THIS STOCK RESTRICTION AGREEMENT (this “Agreement”) is made as of October 1, 2009 (herein the “Effective Date”) by and between KB HOME, a Delaware corporation (the “Company”) and [RECIPIENT] (the “Participant”).

R E C I T A L S

By action of the Management Development and Compensation Committee (the “Committee”) taken on October 1, 2009 (the “Committee Action”), the Company desires to award the Participant shares of restricted common stock of the Company, par value $1.00 per share (“Stock”) under the 2001 Stock Incentive Plan (the “Plan”).

A G R E E M E N T

In consideration of the provisions contained in this Agreement and with reference to the foregoing Recitals, the Company and the Participant agree as follows:

1.  Award . As of the Effective Date, the Company shall issue to the Participant [# SHARES] shares of Stock (the “Award”), subject to the terms and conditions set forth in this Agreement, the Plan, and the Committee Action. The certificate(s) representing shares of Stock granted pursuant to the Award shall not be delivered to the Participant until the lapse of the restrictions on transferability in accordance with Paragraphs 2, 4 and 5 of this Agreement. Prior to such lapse, the certificate(s) shall be held by the Company in escrow pursuant to Section 7(d) of the Plan along with a stock power duly endorsed in blank by the Participant.

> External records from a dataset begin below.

use serde::Deserialize;
use thiserror::Error;
use validator::{Validate, ValidationError, ValidationErrors};

use crate::domain::filter::FilterCriteria;
use crate::domain::types::{CategoryId, DistrictId, PlaceCost, TypeConstraintError};

fn validate_price(value: &str) -> Result<(), ValidationError> {
    let value = value.trim();
    if value.is_empty() {
        return Ok(());
    }
    match value.parse::<f64>() {
        Ok(price) if price.is_finite() && price >= 0.0 => Ok(()),
        _ => Err(ValidationError::new("price")),
    }
}

/// Raw catalog filter input; prices arrive as text so that empty fields mean
/// "no bound".
#[derive(Deserialize, Validate, Default)]
pub struct FilterForm {
    #[validate(custom(function = "validate_price"))]
    pub min_cost: Option<String>,
    #[validate(custom(function = "validate_price"))]
    pub max_cost: Option<String>,
    #[serde(default)]
    pub category_ids: Vec<String>,
    #[serde(default)]
    pub district_ids: Vec<String>,
}

#[derive(Debug, Error)]
pub enum FilterFormError {
    #[error("Filter form validation failed: {0}")]
    Validation(String),
    #[error("Filter form contains invalid data: {0}")]
    TypeConstraint(String),
}

impl From<ValidationErrors> for FilterFormError {
    fn from(value: ValidationErrors) -> Self {
        Self::Validation(value.to_string())
    }
}

impl From<TypeConstraintError> for FilterFormError {
    fn from(value: TypeConstraintError) -> Self {
        Self::TypeConstraint(value.to_string())
    }
}

fn parse_price(value: Option<String>) -> Result<Option<PlaceCost>, TypeConstraintError> {
    match value.as_deref().map(str::trim) {
        None | Some("") => Ok(None),
        Some(text) => {
            let price = text
                .parse::<f64>()
                .map_err(|_| TypeConstraintError::InvalidValue(format!("price: {text}")))?;
            PlaceCost::new(price).map(Some)
        }
    }
}

impl TryFrom<FilterForm> for FilterCriteria {
    type Error = FilterFormError;

    fn try_from(value: FilterForm) -> Result<Self, Self::Error> {
        value.validate()?;
        Ok(Self {
            min_cost: parse_price(value.min_cost)?,
            max_cost: parse_price(value.max_cost)?,
            category_ids: value
                .category_ids
                .into_iter()
                .map(CategoryId::new)
                .collect::<Result<_, _>>()?,
            district_ids: value
                .district_ids
                .into_iter()
                .map(DistrictId::new)
                .collect::<Result<_, _>>()?,
        })
    }
}

#[cfg(test)]
mod tests {
    use super::*;

    #[test]
    fn empty_prices_mean_no_bound() {
        let filter = FilterCriteria::try_from(FilterForm {
            min_cost: Some("".into()),
            max_cost: None,
            ..FilterForm::default()
        })
        .unwrap();
        assert!(filter.is_empty());
    }

    #[test]
    fn parses_prices_and_ids() {
        let filter = FilterCriteria::try_from(FilterForm {
            min_cost: Some(" 100 ".into()),
            max_cost: Some("500.5".into()),
            category_ids: vec!["c1".into(), "c1".into()],
            district_ids: vec!["d1".into()],
        })
        .unwrap();
        assert_eq!(filter.min_cost.unwrap().get(), 100.0);
        assert_eq!(filter.max_cost.unwrap().get(), 500.5);
        assert_eq!(filter.category_ids.len(), 1);
        assert_eq!(filter.district_ids.len(), 1);
    }

    #[test]
    fn rejects_negative_price() {
        let err = FilterCriteria::try_from(FilterForm {
            min_cost: Some("-5".into()),
            ..FilterForm::default()
        })
        .unwrap_err();
        assert!(matches!(err, FilterFormError::Validation(_)));
    }

    #[test]
    fn rejects_unparsable_price() {
        let err = FilterCriteria::try_from(FilterForm {
            max_cost: Some("cheap".into()),
            ..FilterForm::default()
        })
        .unwrap_err();
        assert!(matches!(err, FilterFormError::Validation(_)));
    }
}
//! Flat view models ready for rendering.

pub mod catalog;
pub mod routes;
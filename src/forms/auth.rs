use serde::Deserialize;
use thiserror::Error;
use validator::{Validate, ValidationErrors};

use crate::domain::types::{Email, TypeConstraintError, UserName};
use crate::models::auth::{LoginDto, RegisterDto};

#[derive(Deserialize, Validate)]
pub struct LoginForm {
    #[validate(email)]
    pub email: String,
    #[validate(length(min = 1))]
    pub password: String,
}

#[derive(Debug, Clone, PartialEq)]
pub struct LoginPayload {
    pub email: Email,
    pub password: String,
}

#[derive(Debug, Error)]
pub enum LoginFormError {
    #[error("Login form validation failed: {0}")]
    Validation(String),
    #[error("Login form contains invalid data: {0}")]
    TypeConstraint(String),
}

impl From<ValidationErrors> for LoginFormError {
    fn from(value: ValidationErrors) -> Self {
        Self::Validation(value.to_string())
    }
}

impl From<TypeConstraintError> for LoginFormError {
    fn from(value: TypeConstraintError) -> Self {
        Self::TypeConstraint(value.to_string())
    }
}

impl TryFrom<LoginForm> for LoginPayload {
    type Error = LoginFormError;

    fn try_from(value: LoginForm) -> Result<Self, Self::Error> {
        value.validate()?;
        Ok(Self {
            email: Email::new(value.email)?,
            password: value.password,
        })
    }
}

impl From<&LoginPayload> for LoginDto {
    fn from(payload: &LoginPayload) -> Self {
        Self {
            email: payload.email.as_str().to_string(),
            password: payload.password.clone(),
        }
    }
}

#[derive(Deserialize, Validate)]
pub struct RegisterForm {
    #[validate(email)]
    pub email: String,
    #[validate(length(min = 1))]
    pub password: String,
    #[validate(length(min = 1))]
    pub name: String,
}

#[derive(Debug, Clone, PartialEq)]
pub struct RegisterPayload {
    pub email: Email,
    pub password: String,
    pub name: UserName,
}

#[derive(Debug, Error)]
pub enum RegisterFormError {
    #[error("Registration form validation failed: {0}")]
    Validation(String),
    #[error("Registration form contains invalid data: {0}")]
    TypeConstraint(String),
}

impl From<ValidationErrors> for RegisterFormError {
    fn from(value: ValidationErrors) -> Self {
        Self::Validation(value.to_string())
    }
}

impl From<TypeConstraintError> for RegisterFormError {
    fn from(value: TypeConstraintError) -> Self {
        Self::TypeConstraint(value.to_string())
    }
}

impl TryFrom<RegisterForm> for RegisterPayload {
    type Error = RegisterFormError;

    fn try_from(value: RegisterForm) -> Result<Self, Self::Error> {
        value.validate()?;
        Ok(Self {
            email: Email::new(value.email)?,
            password: value.password,
            name: UserName::new(value.name)?,
        })
    }
}

impl From<&RegisterPayload> for RegisterDto {
    fn from(payload: &RegisterPayload) -> Self {
        Self {
            email: payload.email.as_str().to_string(),
            password: payload.password.clone(),
            name: payload.name.as_str().to_string(),
        }
    }
}

#[cfg(test)]
mod tests {
    use super::*;

    #[test]
    fn accepts_valid_login() {
        let payload = LoginPayload::try_from(LoginForm {
            email: "ann@example.com".into(),
            password: "secret".into(),
        })
        .unwrap();
        assert_eq!(payload.email, "ann@example.com");
    }

    #[test]
    fn rejects_invalid_email() {
        let err = LoginPayload::try_from(LoginForm {
            email: "not-an-email".into(),
            password: "secret".into(),
        })
        .unwrap_err();
        assert!(matches!(err, LoginFormError::Validation(_)));
    }

    #[test]
    fn registration_requires_name() {
        let err = RegisterPayload::try_from(RegisterForm {
            email: "ann@example.com".into(),
            password: "secret".into(),
            name: "".into(),
        })
        .unwrap_err();
        assert!(matches!(err, RegisterFormError::Validation(_)));
    }

    #[test]
    fn blank_name_fails_type_constraint() {
        let err = RegisterPayload::try_from(RegisterForm {
            email: "ann@example.com".into(),
            password: "secret".into(),
            name: "   ".into(),
        })
        .unwrap_err();
        assert!(matches!(err, RegisterFormError::TypeConstraint(_)));
    }
}
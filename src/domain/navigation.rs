use std::fmt::{Display, Formatter};

use crate::domain::types::{PlaceId, RouteId};

/// Locations a front end can navigate to after a service call.
#[derive(Debug, Clone, PartialEq, Eq)]
pub enum AppRoute {
    Login,
    Register,
    Dashboard,
    CreateRoute,
    EditRoute(RouteId),
    Places,
    PlaceDetail(PlaceId),
}

impl AppRoute {
    pub fn path(&self) -> String {
        match self {
            Self::Login => "/login".to_string(),
            Self::Register => "/register".to_string(),
            Self::Dashboard => "/dashboard".to_string(),
            Self::CreateRoute => "/create-route".to_string(),
            Self::EditRoute(id) => format!("/routes/{id}"),
            Self::Places => "/places".to_string(),
            Self::PlaceDetail(id) => format!("/places/{id}"),
        }
    }
}

impl Display for AppRoute {
    fn fmt(&self, f: &mut Formatter<'_>) -> std::fmt::Result {
        f.write_str(&self.path())
    }
}
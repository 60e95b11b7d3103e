use serde::{Deserialize, Serialize};

use crate::domain::geo::Coordinates;
use crate::domain::types::{
    CategoryId, CategoryName, DistrictId, DistrictName, PhotoRef, PlaceCost, PlaceId, PlaceName,
};

/// A place from the catalog.
#[derive(Debug, Clone, Serialize, Deserialize, PartialEq)]
pub struct Place {
    pub id: PlaceId,
    pub name: PlaceName,
    pub photos: Vec<PhotoRef>,
    pub description: Option<String>,
    /// `None` means free or not specified.
    pub cost: Option<PlaceCost>,
    pub coordinates: Option<Coordinates>,
    pub category: Option<CategoryName>,
    pub district: Option<DistrictName>,
}

impl Place {
    /// Photo shown on catalog cards.
    pub fn cover_photo(&self) -> Option<&PhotoRef> {
        self.photos.first()
    }
}

/// Place category used by the catalog filter.
#[derive(Debug, Clone, Serialize, Deserialize, PartialEq, Eq)]
pub struct Category {
    pub id: CategoryId,
    pub name: CategoryName,
}

/// City district used by the catalog filter.
#[derive(Debug, Clone, Serialize, Deserialize, PartialEq, Eq)]
pub struct District {
    pub id: DistrictId,
    pub name: DistrictName,
}
//! Core library exports for the tourist routes client.
//!
//! The `data` feature exposes the domain types, wire models, forms and view
//! models. The default `client` feature adds the HTTP gateway, credential
//! storage, the session executor and the service layer used by the CLI.

#[cfg(feature = "data")]
pub mod domain;
#[cfg(feature = "data")]
pub mod dto;
#[cfg(feature = "data")]
pub mod forms;
#[cfg(feature = "data")]
pub mod models;

#[cfg(feature = "client")]
pub mod api;
#[cfg(feature = "client")]
pub mod credentials;
#[cfg(feature = "client")]
pub mod error_conversions;
#[cfg(feature = "client")]
pub mod services;
#[cfg(feature = "client")]
pub mod session;
//! Session context shared by every service.
//!
//! A [`Session`] owns the credential store and a watchable "authenticated"
//! flag. Its write methods are the only way the stored credential changes, so
//! the flag and the persisted token always agree once a write returns.

use std::sync::Arc;

use thiserror::Error;
use tokio::sync::watch;

use crate::api::ApiError;
use crate::credentials::CredentialStore;
use crate::domain::types::BearerToken;

pub mod executor;
pub mod refresh;

pub use executor::SessionExecutor;
pub use refresh::refresh;

/// Errors raised while running authenticated operations.
#[derive(Debug, Error, Clone, PartialEq, Eq)]
pub enum SessionError {
    #[error("no credential stored")]
    MissingCredential,
    #[error("token refresh failed: {0}")]
    RefreshFailed(String),
    #[error("credential storage failed: {0}")]
    Storage(String),
    #[error("operation cancelled")]
    Cancelled,
    #[error(transparent)]
    Api(#[from] ApiError),
}

pub type SessionResult<T> = Result<T, SessionError>;

pub struct Session {
    store: Arc<dyn CredentialStore>,
    authenticated: watch::Sender<bool>,
}

impl Session {
    /// Opens a session over `store`; the flag starts from what is persisted.
    pub fn new(store: Arc<dyn CredentialStore>) -> SessionResult<Self> {
        let authenticated = store.load()?.is_some();
        Ok(Self {
            store,
            authenticated: watch::Sender::new(authenticated),
        })
    }

    /// Current bearer token.
    ///
    /// Fails with [`SessionError::MissingCredential`] when nothing is stored.
    pub fn token(&self) -> SessionResult<BearerToken> {
        match self.store.load()? {
            Some(token) => {
                // Storage was written behind our back.
                self.authenticated.send_if_modified(|flag| !std::mem::replace(flag, true));
                Ok(token)
            }
            None => {
                // Storage was cleared behind our back.
                self.authenticated.send_if_modified(|flag| std::mem::replace(flag, false));
                Err(SessionError::MissingCredential)
            }
        }
    }

    /// Persists `token` and marks the session authenticated.
    pub fn set_token(&self, token: &BearerToken) -> SessionResult<()> {
        self.store.save(token)?;
        self.authenticated.send_if_modified(|flag| !std::mem::replace(flag, true));
        Ok(())
    }

    /// Forgets the stored token and marks the session unauthenticated.
    pub fn clear_token(&self) -> SessionResult<()> {
        self.store.remove()?;
        self.authenticated.send_if_modified(|flag| std::mem::replace(flag, false));
        Ok(())
    }

    pub fn is_authenticated(&self) -> bool {
        *self.authenticated.borrow()
    }

    /// Receiver notified whenever the authenticated flag changes.
    pub fn subscribe(&self) -> watch::Receiver<bool> {
        self.authenticated.subscribe()
    }
}
use crate::api::{AuthApi, RouteReader, RouteWriter};
use crate::domain::route::RouteSummary;
use crate::domain::types::RouteId;
use crate::session::{Session, SessionExecutor};

use super::{ServiceResult, failed};

/// Routes of the logged-in user, as shown on the dashboard.
pub async fn list_routes<A>(session: &Session, api: &A) -> ServiceResult<Vec<RouteSummary>>
where
    A: AuthApi + RouteReader + ?Sized,
{
    SessionExecutor::new(session, api)
        .run(|token| async move { api.list_routes(&token).await })
        .await
        .map_err(|e| failed("list routes", e))
}

pub async fn delete_route<A>(id: &RouteId, session: &Session, api: &A) -> ServiceResult<()>
where
    A: AuthApi + RouteWriter + ?Sized,
{
    SessionExecutor::new(session, api)
        .run(|token| async move { api.delete_route(&token, id).await })
        .await
        .map_err(|e| failed(&format!("delete route {id}"), e))
}

#[cfg(test)]
mod tests {
    use std::sync::Arc;

    use super::*;
    use crate::api::test::TestApi;
    use crate::credentials::MemoryCredentialStore;
    use crate::domain::route::UserRoute;
    use crate::domain::types::BearerToken;
    use crate::services::ServiceError;

    fn session(token: &str) -> Session {
        let store = MemoryCredentialStore::with_token(BearerToken::new(token).unwrap());
        Session::new(Arc::new(store)).unwrap()
    }

    fn sample_route(id: &str) -> UserRoute {
        UserRoute {
            id: RouteId::new(id).unwrap(),
            name: format!("Route {id}"),
            places: vec![],
        }
    }

    #[tokio::test]
    async fn dashboard_recovers_from_expired_token() {
        let session = session("expired");
        let api = TestApi::new()
            .refreshing_to("fresh")
            .with_routes(vec![sample_route("r1"), sample_route("r2")]);

        let routes = list_routes(&session, &api).await.unwrap();

        assert_eq!(routes.len(), 2);
        assert_eq!(api.calls("refresh"), 1);
        assert_eq!(api.calls("list_routes"), 2);
    }

    #[tokio::test]
    async fn delete_removes_route() {
        let api = TestApi::new()
            .accepting("good")
            .with_routes(vec![sample_route("r1")]);

        delete_route(&RouteId::new("r1").unwrap(), &session("good"), &api)
            .await
            .unwrap();

        assert!(api.stored_routes().is_empty());
    }

    #[tokio::test]
    async fn delete_unknown_route_is_not_found() {
        let api = TestApi::new().accepting("good");
        let result = delete_route(&RouteId::new("r9").unwrap(), &session("good"), &api).await;
        assert_eq!(result, Err(ServiceError::NotFound));
    }
}
//! Error conversion glue between layers.
//!
//! Lower layers know nothing about the service error type; the mappings live
//! here so that `?` works across layer boundaries.

use crate::api::ApiError;
use crate::credentials::CredentialError;
use crate::domain::route::RouteDraftError;
use crate::domain::types::TypeConstraintError;
use crate::forms::auth::{LoginFormError, RegisterFormError};
use crate::forms::filter::FilterFormError;
use crate::services::ServiceError;
use crate::services::route_editor::EditorError;
use crate::session::SessionError;

impl From<CredentialError> for SessionError {
    fn from(val: CredentialError) -> Self {
        SessionError::Storage(val.to_string())
    }
}

impl From<ApiError> for ServiceError {
    fn from(val: ApiError) -> Self {
        match val {
            ApiError::AuthenticationExpired => ServiceError::Unauthenticated,
            ApiError::AuthorizationDenied => ServiceError::Forbidden,
            ApiError::NotFound => ServiceError::NotFound,
            other => ServiceError::Upstream(other.to_string()),
        }
    }
}

impl From<SessionError> for ServiceError {
    fn from(val: SessionError) -> Self {
        match val {
            SessionError::MissingCredential | SessionError::RefreshFailed(_) => {
                ServiceError::Unauthenticated
            }
            SessionError::Storage(message) => ServiceError::Storage(message),
            SessionError::Cancelled => ServiceError::Cancelled,
            SessionError::Api(e) => e.into(),
        }
    }
}

impl From<TypeConstraintError> for ServiceError {
    fn from(val: TypeConstraintError) -> Self {
        ServiceError::TypeConstraint(val.to_string())
    }
}

impl From<RouteDraftError> for ServiceError {
    fn from(val: RouteDraftError) -> Self {
        ServiceError::Form(val.to_string())
    }
}

impl From<EditorError> for ServiceError {
    fn from(val: EditorError) -> Self {
        match val {
            EditorError::Closed => ServiceError::Cancelled,
            other => ServiceError::Form(other.to_string()),
        }
    }
}

impl From<LoginFormError> for ServiceError {
    fn from(val: LoginFormError) -> Self {
        ServiceError::Form(val.to_string())
    }
}

impl From<RegisterFormError> for ServiceError {
    fn from(val: RegisterFormError) -> Self {
        ServiceError::Form(val.to_string())
    }
}

impl From<FilterFormError> for ServiceError {
    fn from(val: FilterFormError) -> Self {
        ServiceError::Form(val.to_string())
    }
}
use std::future::Future;

use tokio_util::sync::CancellationToken;

use crate::api::{ApiError, ApiResult, AuthApi};
use crate::domain::types::BearerToken;
use crate::session::{Session, SessionError, SessionResult, refresh};

/// Runs network operations with the session's bearer token.
///
/// A run attaches the stored token and invokes the operation. When the
/// server answers 401 the token is refreshed once and the operation is
/// invoked once more with the new token; whatever that second call returns is
/// the result of the run. Any other failure is returned as is. An operation is
/// therefore invoked at most twice per run.
pub struct SessionExecutor<'a, A: ?Sized> {
    session: &'a Session,
    auth: &'a A,
    cancel: Option<&'a CancellationToken>,
}

impl<'a, A> SessionExecutor<'a, A>
where
    A: AuthApi + ?Sized,
{
    pub fn new(session: &'a Session, auth: &'a A) -> Self {
        Self {
            session,
            auth,
            cancel: None,
        }
    }

    /// Stops the run as soon as `cancel` fires. In-flight calls are dropped
    /// and their results discarded.
    pub fn with_cancellation(mut self, cancel: &'a CancellationToken) -> Self {
        self.cancel = Some(cancel);
        self
    }

    pub async fn run<T, F, Fut>(&self, mut op: F) -> SessionResult<T>
    where
        F: FnMut(BearerToken) -> Fut,
        Fut: Future<Output = ApiResult<T>>,
    {
        self.ensure_active()?;
        let token = self.session.token()?;

        match self.guard(op(token)).await? {
            Ok(value) => return Ok(value),
            Err(ApiError::AuthenticationExpired) => {
                log::debug!("Bearer token rejected, refreshing");
            }
            Err(e) => return Err(e.into()),
        }

        self.ensure_active()?;
        let token = self.guard(refresh(self.session, self.auth)).await??;

        self.ensure_active()?;
        Ok(self.guard(op(token)).await??)
    }

    fn ensure_active(&self) -> SessionResult<()> {
        match self.cancel {
            Some(cancel) if cancel.is_cancelled() => Err(SessionError::Cancelled),
            _ => Ok(()),
        }
    }

    async fn guard<Fut: Future>(&self, fut: Fut) -> SessionResult<Fut::Output> {
        match self.cancel {
            Some(cancel) => tokio::select! {
                biased;
                _ = cancel.cancelled() => Err(SessionError::Cancelled),
                output = fut => Ok(output),
            },
            None => Ok(fut.await),
        }
    }
}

2.  Lapse of Restrictions . The restrictions imposed by this Agreement and the Plan with respect to the shares covered by this Award shall lapse on the business day next following the third anniversary of the Effective Date. Subject to the exceptions set forth in section 4 below, the restrictions imposed by this Agreement shall lapse only if Participant continues to be employed by the Company on the third anniversary of the Effective Date.

3.  Parties’ Obligations . Following the lapse of restrictions, the Company shall deliver to the Participant as soon as practicable certificate(s) representing those shares as to which restrictions have lapsed in accordance with Paragraphs 2, 4 or 5, as the case may be.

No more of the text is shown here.